Well, this anecdote, if true, would go a ways toward explaining part of it.
In an otherwise ordinary
Lisa Olson column in Saturday's Daily News, inspired by the Giants' lone visit to Shea Stadium this year, she ruminates on whether the Big Man will ever return to baseball, given his knee injuries and BALCO and tax liability concerns.
Toward the end, she relates a passage from a book by a former major league designated hitter,
Ron Kittle (presumably
this book). Kittle played 10 seasons and hit 176 home runs, so he had some credibility as a major leaguer.

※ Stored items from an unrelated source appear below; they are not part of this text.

#[cfg(test)]
mod tests {
    use super::*;
    use crate::models::Stage;
    use pretty_assertions::assert_eq;
    use proptest::prelude::*;

    fn catalog() -> Arc<StageCatalog> {
        Arc::new(
            StageCatalog::new(vec![
                Stage::new("Invited"),
                Stage::new("InProgress"),
                Stage::new("Completed").with_alias("Done"),
                Stage::excluded("Declined"),
            ])
            .unwrap(),
        )
    }

    fn catalog_with_fallback() -> Arc<StageCatalog> {
        Arc::new(
            StageCatalog::builder()
                .stage(Stage::new("Invited"))
                .stage(Stage::new("Completed"))
                .stage(Stage::excluded("Declined"))
                .fallback("Other")
                .build()
                .unwrap(),
        )
    }

    fn month(text: &str) -> Month {
        text.parse().unwrap()
    }

    fn column_of(table: &ProgressTable, text: &str) -> Vec<u64> {
        table.column(table.month_index(month(text)).unwrap())
    }

    #[test]
    fn test_long_triples_zero_fill_missing_stages() {
        let raw = RawTable::from_strs(
            &["month", "stage", "value"],
            &[&["2024-07", "Invited", "7"], &["2024-07", "Completed", "3"]],
        );

        let table = normalize(&raw, &catalog(), &NormalizeOptions::long()).unwrap();

        assert_eq!(table.months(), &[month("2024-07")]);
        assert_eq!(table.stage_count(), 4);
        assert_eq!(column_of(&table, "2024-07"), vec![7, 0, 3, 0]);
    }

    #[test]
    fn test_wide_drops_total_row_and_column() {
        let raw = RawTable::from_strs(
            &["Stage", "Aug 2024", "Jul 2024", "Total"],
            &[
                &["Invited", "5", "7", "12"],
                &["Declined", "1", "", "1"],
                &["Total", "6", "7", "13"],
            ],
        );

        let table = normalize(&raw, &catalog(), &NormalizeOptions::wide()).unwrap();

        assert_eq!(table.months(), &[month("2024-07"), month("2024-08")]);
        assert_eq!(table.stage_series(0), &[7, 5]);
        assert_eq!(table.stage_series(3), &[0, 1]);
        assert!(table.catalog().names().all(|name| name != "Total"));
        assert_eq!(table.grand_total(), 13);
    }

    #[test]
    fn test_wide_reorders_to_catalog_and_applies_aliases() {
        let raw = RawTable::from_strs(
            &["Stage", "2024-07"],
            &[
                &["Declined", "2"],
                &["done", "4"],
                &["Invited", "9"],
            ],
        );

        let table = normalize(&raw, &catalog(), &NormalizeOptions::wide()).unwrap();

        let names: Vec<&str> = table.catalog().names().collect();
        assert_eq!(names, vec!["Invited", "InProgress", "Completed", "Declined"]);
        assert_eq!(column_of(&table, "2024-07"), vec![9, 0, 4, 2]);
    }

    #[test]
    fn test_wide_first_column_used_when_no_stage_header() {
        let raw = RawTable::from_strs(&["Step", "2024-07"], &[&["Invited", "3"]]);

        let table = normalize(&raw, &catalog(), &NormalizeOptions::wide()).unwrap();
        assert_eq!(table.get("Invited", month("2024-07")), Some(3));
    }

    #[test]
    fn test_missing_cells_become_zero() {
        let raw = RawTable::from_strs(
            &["Stage", "2024-07", "2024-08"],
            &[&["Invited", "NaN", "7.0"], &["Completed", "-"]],
        );

        let table = normalize(&raw, &catalog(), &NormalizeOptions::wide()).unwrap();
        assert_eq!(table.stage_series(0), &[0, 7]);
        assert_eq!(table.stage_series(2), &[0, 0]);
    }

    #[test]
    fn test_duplicates_keep_maximum() {
        let raw = RawTable::from_strs(
            &["Month", "Stage", "Count"],
            &[
                &["2024-07", "Invited", "9"],
                &["2024-07", "Invited", "4"],
                &["Jul 2024", "invited", "6"],
            ],
        );
        let table = normalize(&raw, &catalog(), &NormalizeOptions::long()).unwrap();
        assert_eq!(table.get("Invited", month("2024-07")), Some(9));

        let wide = RawTable::from_strs(
            &["Stage", "2024-07"],
            &[&["Completed", "2"], &["Done", "5"], &["Completed", "3"]],
        );
        let table = normalize(&wide, &catalog(), &NormalizeOptions::wide()).unwrap();
        assert_eq!(table.get("Completed", month("2024-07")), Some(5));
    }

    #[test]
    fn test_long_column_form() {
        let raw = RawTable::from_strs(
            &["Month", "Invited", "Completed", "Total"],
            &[
                &["Jan 2024", "7", "3", "10"],
                &["Nov 2023", "9", "1", "10"],
                &["Total", "16", "4", "20"],
            ],
        );

        let table = normalize(&raw, &catalog(), &NormalizeOptions::long()).unwrap();

        assert_eq!(table.months(), &[month("2023-11"), month("2024-01")]);
        assert_eq!(table.stage_series(0), &[9, 7]);
        assert_eq!(table.stage_series(2), &[1, 3]);
        assert_eq!(table.grand_total(), 20);
    }

    #[test]
    fn test_configured_columns() {
        let raw = RawTable::from_strs(
            &["when", "what", "n"],
            &[&["2024-09", "InProgress", "11"]],
        );
        let options = NormalizeOptions::long()
            .with_period_column("when")
            .with_stage_column("what")
            .with_value_column("n");

        let table = normalize(&raw, &catalog(), &options).unwrap();
        assert_eq!(table.get("InProgress", month("2024-09")), Some(11));

        let missing = NormalizeOptions::long().with_period_column("period");
        assert!(matches!(
            normalize(&raw, &catalog(), &missing),
            Err(ProgressError::Schema(_))
        ));
    }

    #[test]
    fn test_strict_mode_rejects_unknown_stage() {
        let raw = RawTable::from_strs(&["Stage", "2024-07"], &[&["Mystery", "1"]]);

        let err = normalize(&raw, &catalog(), &NormalizeOptions::wide().strict()).unwrap_err();
        match err {
            ProgressError::UnknownStage { stage } => assert_eq!(stage, "Mystery"),
            other => panic!("unexpected error: {other:?}"),
        }
    }

    #[test]
    fn test_lenient_mode_sums_unknowns_into_fallback() {
        let raw = RawTable::from_strs(
            &["Stage", "2024-07"],
            &[
                &["Invited", "2"],
                &["Mystery", "1"],
                &["Enigma", "4"],
                &["Enigma", "3"],
            ],
        );

        let table = normalize(&raw, &catalog_with_fallback(), &NormalizeOptions::wide()).unwrap();
        assert_eq!(table.get("Other", month("2024-07")), Some(5));
        assert_eq!(table.stage_count(), 4);
    }

    #[test]
    fn test_fallback_stage_row_adds_to_unknowns() {
        let raw = RawTable::from_strs(
            &["Stage", "2024-07"],
            &[&["Other", "3"], &["Mystery", "1"], &["Enigma", "4"]],
        );

        let table = normalize(&raw, &catalog_with_fallback(), &NormalizeOptions::wide()).unwrap();
        assert_eq!(table.get("Other", month("2024-07")), Some(8));
        assert_eq!(table.grand_total(), 8);
    }

    #[test]
    fn test_huge_unknown_counts_overflow_cleanly() {
        let raw = RawTable::from_strs(
            &["Stage", "2024-07"],
            &[&["Mystery", "9223372036854775808"], &["Enigma", "9223372036854775808"]],
        );

        assert!(matches!(
            normalize(&raw, &catalog_with_fallback(), &NormalizeOptions::wide()),
            Err(ProgressError::CountOverflow { .. })
        ));
    }

    #[test]
    fn test_lenient_mode_without_fallback_fails() {
        let raw = RawTable::from_strs(&["Stage", "2024-07"], &[&["Mystery", "1"]]);
        assert!(matches!(
            normalize(&raw, &catalog(), &NormalizeOptions::wide()),
            Err(ProgressError::UnknownStage { .. })
        ));
    }

    #[test]
    fn test_schema_errors() {
        let no_periods = RawTable::from_strs(&["Stage", "Notes"], &[&["Invited", "call back"]]);
        assert!(matches!(
            normalize(&no_periods, &catalog(), &NormalizeOptions::wide()),
            Err(ProgressError::Schema(_))
        ));

        let only_stage = RawTable::from_strs(&["Stage"], &[&["Invited"]]);
        assert!(matches!(
            normalize(&only_stage, &catalog(), &NormalizeOptions::wide()),
            Err(ProgressError::Schema(_))
        ));

        let no_period_column = RawTable::from_strs(&["Stage", "Value"], &[&["Invited", "1"]]);
        assert!(matches!(
            normalize(&no_period_column, &catalog(), &NormalizeOptions::long()),
            Err(ProgressError::Schema(_))
        ));

        let bad_period = RawTable::from_strs(&["Month", "Invited"], &[&["soon", "1"]]);
        assert!(matches!(
            normalize(&bad_period, &catalog(), &NormalizeOptions::long()),
            Err(ProgressError::Schema(_))
        ));

        let empty = RawTable::default();
        assert!(normalize(&empty, &catalog(), &NormalizeOptions::wide()).is_err());
    }

    #[test]
    fn test_invalid_counts_rejected() {
        for bad in ["-3", "2.5", "lots"] {
            let raw = RawTable::from_strs(&["Stage", "2024-07"], &[&["Invited", bad]]);
            assert!(
                matches!(
                    normalize(&raw, &catalog(), &NormalizeOptions::wide()),
                    Err(ProgressError::InvalidValue { .. })
                ),
                "accepted {:?}",
                bad
            );
        }
    }

    #[test]
    fn test_blank_rows_and_columns_ignored() {
        let raw = RawTable::from_strs(
            &["Stage", "2024-07", ""],
            &[&["Invited", "1", ""], &["", "", ""]],
        );

        let table = normalize(&raw, &catalog(), &NormalizeOptions::wide()).unwrap();
        assert_eq!(table.month_count(), 1);
        assert_eq!(table.get("Invited", month("2024-07")), Some(1));
    }

    #[test]
    fn test_normalizing_canonical_output_is_identity() {
        let raw = RawTable::from_strs(
            &["Month", "Stage", "Value"],
            &[
                &["2024-08", "Declined", "2"],
                &["2024-07", "Invited", "7"],
                &["2024-07", "Done", "3"],
            ],
        );
        let once = normalize(&raw, &catalog(), &NormalizeOptions::long()).unwrap();
        let twice = normalize(&once.to_raw(), &catalog(), &NormalizeOptions::wide()).unwrap();

        assert_eq!(once, twice);
    }

    proptest! {
        #[test]
        fn prop_normalize_shape_and_idempotence(
            cells in prop::collection::vec((0usize..4, 0u32..12, 0u64..500), 1..40),
        ) {
            let names = ["Invited", "InProgress", "Completed", "Declined"];
            let rows: Vec<Vec<String>> = cells
                .iter()
                .map(|(stage, m, value)| {
                    vec![
                        format!("2024-{:02}", m + 1),
                        names[*stage].to_string(),
                        value.to_string(),
                    ]
                })
                .collect();
            let raw = RawTable::new(
                vec!["Month".to_string(), "Stage".to_string(), "Value".to_string()],
                rows,
            );

            let table = normalize(&raw, &catalog(), &NormalizeOptions::long()).unwrap();

            let distinct: BTreeSet<u32> = cells.iter().map(|(_, m, _)| *m).collect();
            prop_assert_eq!(table.stage_count(), 4);
            prop_assert_eq!(table.month_count(), distinct.len());

            let again = normalize(&table.to_raw(), &catalog(), &NormalizeOptions::wide()).unwrap();
            prop_assert_eq!(again, table);
        }
    }
}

Here's Olson's relation of the anecdote, through to the end of her column:
An excerpt from Ron Kittle's new book offers another one of those anecdotes that traces Bonds' legacy as much as any hit. Kittle describes a scene at Wrigley Field in 1993, when he asked Bonds to autograph a couple of Giants road jerseys for Kittle's charity that benefits children with cancer.
"I paid about $110 of my own money for them, so they could be auctioned off at the golf outing." Kittle wrote. "I did that all the time for stars like Mark McGwire, Sammy Sosa, Derek Jeter and Roger Clemens. When I tell them how their autographs help the cause, every player gladly signs - with one exception.
"I walked up to Bonds at his locker in the Wrigley Field visitors' clubhouse, introduced myself and said, 'Barry, if you sign these, they'll bring in a lot of money for kids who need help.'
"Bonds stood up, looked me in the eye and said, 'I don't sign for white people.'"
Is there any reason to doubt the passage's veracity? It might have been just Barry being Barry, cantankerous and defiant to the end. "Why should I care what anyone thinks?" he said in the visitors' clubhouse at Shea last May. "My records ain't going nowhere."
We'll check back with him next year, assuming he can be found.